Who’s to say what sparked Dashiell Hammett’s imagination when he first conjured up the tale of “The Maltese Falcon”? In the famous fictional story, murderous mayhem is fueled by a jeweled statue given by the Knights of St. John, residents of the island of Malta, to Charles V. Bloodthirsty and conniving treasure hunters cross paths with San Francisco Detective Sam Spade in an effort to get their hands on the legendary sculpted bird, and the rest, of course, is celluloid history…

While the statue itself never did exist, the basis of the tale is factual: in 1530, Charles V, the Holy Roman Emperor, agreed to allow the Knights of St. John to rent the island of Malta. In payment, he asked for one live falcon a year.

But who were the Knights of St. John, how did they come to be on the island, and just how influential was their power over this tiny stretch of limestone (approximately 17 x 9 miles) dropped into the heart of the Mediterranean? Much like Sam Spade in the aforementioned detective yarn, I relished the opportunity to discover for myself the answers to the questions I had about the Knights of St. John while visiting Malta on a two-day excursion.

The largest of the three main islands of the nation of the same name (the others being Gozo and Comino), Malta is situated at the mouth of the Mediterranean Sea – making it extremely advantageous militarily. Some have speculated that the reason the Maltese are so adaptable is due to their relentless history of occupation. To get a handle on what that looks like, I took note of the island’s chronology of invasions as delivered by my tour guide at the President’s Palace. The most important building in the capital city of Valletta, the palace was originally built as the residence of the Grand Masters of the Knights of St. John.

As the guide lectured to our small group, like any good detective I took notes. My hand flew over the page as I wrote, “Around 5000 B.C., Neolithic farmers arrived. From 700-550 B.C. the islands are colonized by the Phoenicians.
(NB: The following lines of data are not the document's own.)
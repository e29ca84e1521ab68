use foundation::math::{DepthProjection, Vec2};

pub const DEPTH_SCALE_DIVISIONS: usize = 4;
pub const DEPTH_SCALE_TICK_HALF_WIDTH_PX: f64 = 30.0;
pub const DEPTH_SCALE_LABEL_OFFSET_PX: f64 = 30.0;
pub const DEPTH_SCALE_FONT_SIZE_PX: f64 = 40.0;

#[derive(Debug, Clone, PartialEq)]
pub struct DepthTick {
    pub depth_m: f64,
    pub start: Vec2,
    pub end: Vec2,
    pub label: String,
    pub label_anchor: Vec2,
    /// Shear that keeps the label parallel to the tick it annotates.
    pub skew_deg: f64,
}

#[derive(Debug, Clone, PartialEq)]
pub struct DepthScaleSnapshot {
    pub axis_start: Vec2,
    pub axis_end: Vec2,
    pub ticks: Vec<DepthTick>,
}

/// Vertical depth ruler down the middle of the section.
///
/// The ruler covers ground level to the reference depth. Ticks follow the
/// perspective of the projection, so they lean the way the ground does.
#[derive(Debug, Copy, Clone, Default, PartialEq)]
pub struct DepthScaleLayer;

impl DepthScaleLayer {
    pub fn new() -> Self {
        Self
    }

    pub fn extract(&self, projection: &DepthProjection) -> DepthScaleSnapshot {
        let x = projection.width_px() / 2.0;
        let scale_depth_m = projection.reference_depth_m();

        let mut ticks = Vec::with_capacity(DEPTH_SCALE_DIVISIONS + 1);
        for i in 0..=DEPTH_SCALE_DIVISIONS {
            let depth_m = i as f64 / DEPTH_SCALE_DIVISIONS as f64 * scale_depth_m;
            let start = Vec2::new(
                x - DEPTH_SCALE_TICK_HALF_WIDTH_PX,
                projection.y_for_depth(depth_m, x - DEPTH_SCALE_TICK_HALF_WIDTH_PX),
            );
            let end = Vec2::new(
                x + DEPTH_SCALE_TICK_HALF_WIDTH_PX,
                projection.y_for_depth(depth_m, x + DEPTH_SCALE_TICK_HALF_WIDTH_PX),
            );
            ticks.push(DepthTick {
                depth_m,
                start,
                end,
                label: format_depth_label(depth_m),
                label_anchor: Vec2::new(end.x + DEPTH_SCALE_LABEL_OFFSET_PX, end.y),
                skew_deg: (end.y - start.y)
                    .atan2(2.0 * DEPTH_SCALE_TICK_HALF_WIDTH_PX)
                    .to_degrees(),
            });
        }

        DepthScaleSnapshot {
            axis_start: Vec2::new(x, projection.y_for_depth(0.0, x)),
            axis_end: Vec2::new(x, projection.y_for_depth(scale_depth_m, x)),
            ticks,
        }
    }
}

fn format_depth_label(depth_m: f64) -> String {
    if depth_m.fract() == 0.0 {
        format!("{depth_m:.0}m")
    } else {
        format!("{depth_m:.1}m")
    }
}
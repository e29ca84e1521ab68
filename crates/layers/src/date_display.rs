use chrono::NaiveDate;
use foundation::math::Vec2;

pub const DATE_DISPLAY_FORMAT: &str = "%Y %b";
pub const DATE_DISPLAY_FONT_SIZE_PX: f64 = 150.0;
pub const DATE_DISPLAY_ANCHOR_PX: Vec2 = Vec2 { x: 100.0, y: 180.0 };

/// Formats a record date the way the on-screen readout shows it, e.g.
/// "2008 Jan".
pub fn format_display_date(date: NaiveDate) -> String {
    date.format(DATE_DISPLAY_FORMAT).to_string()
}
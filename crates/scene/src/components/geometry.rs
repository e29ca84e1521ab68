use foundation::math::Vec2;

/// Retained element geometry in image pixel coordinates.
#[derive(Debug, Clone, PartialEq)]
pub enum Geometry2D {
    /// Closed outline, filled by the host.
    Polygon { points: Vec<Vec2> },
    /// Open path, stroked by the host.
    Polyline { points: Vec<Vec2> },
    /// A point other content hangs off, e.g. a text origin.
    Anchor { position: Vec2 },
}

impl Geometry2D {
    pub fn polygon(points: Vec<Vec2>) -> Self {
        Self::Polygon { points }
    }

    pub fn polyline(points: Vec<Vec2>) -> Self {
        Self::Polyline { points }
    }

    pub fn anchor(position: Vec2) -> Self {
        Self::Anchor { position }
    }
}

#[cfg(test)]
mod tests {
    use super::Geometry2D;
    use foundation::math::Vec2;

    #[test]
    fn create_polygon_geometry() {
        let geometry = Geometry2D::polygon(vec![
            Vec2::new(0.0, 0.0),
            Vec2::new(1.0, 0.0),
            Vec2::new(1.0, 1.0),
        ]);
        assert!(matches!(geometry, Geometry2D::Polygon { .. }));
    }
}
Then comes a 300-year period of Carthaginian rule; then the Romans annex Malta. In the 6th century the Byzantine Empire gains control, and in 870 the Arabs show up. At the end of the 11th century it falls into Norman hands; then German, then French. Sacked by the Muslims in 1429, the island is finally ‘given’ by Charles V to the Knights in 1530…and that’s not even taking into account the next 475 years the island’s history!”

As a result of this melting pot of multiethnic occupation, Malta might at first glance appear somewhat schizophrenic. After my tour of the palace, I wandered the streets of the fortressed city of Valletta and noted obvious evidence of Arabic, Italian and British influences in its architecture, culinary offerings and local language. But it all melds together seamlessly, for the Maltese have taken the best of a variety of cultural styles and blended them into an intriguing combination.

An example of this presents itself in the form of the stunningly beautiful St. John’s Co-Cathedral, which - like the President’s Palace - was also built on orders of the Grand Master of Malta. Entering the cathedral, I was instantly transported to a time when the power and wealth of the Catholic Church lent itself to the commissioning of some of the world’s most magnificent edifices.

Though the building was originally completed at the end of the 16th century, the interior is actually a redecoration from the 17th century - an explosion of Baroque that trumpets the glory of God, and the Knights’ place in history. The prolific Italian artist Mattia Preti was commissioned to transform the space, and what a remarkable accomplishment it is: carved walls, hand-painted ceilings, gilded altars and inlaid marble tombstones (many containing the remains of the Knights) work together to push the opulence over the top. Clearly, money was no object in its construction.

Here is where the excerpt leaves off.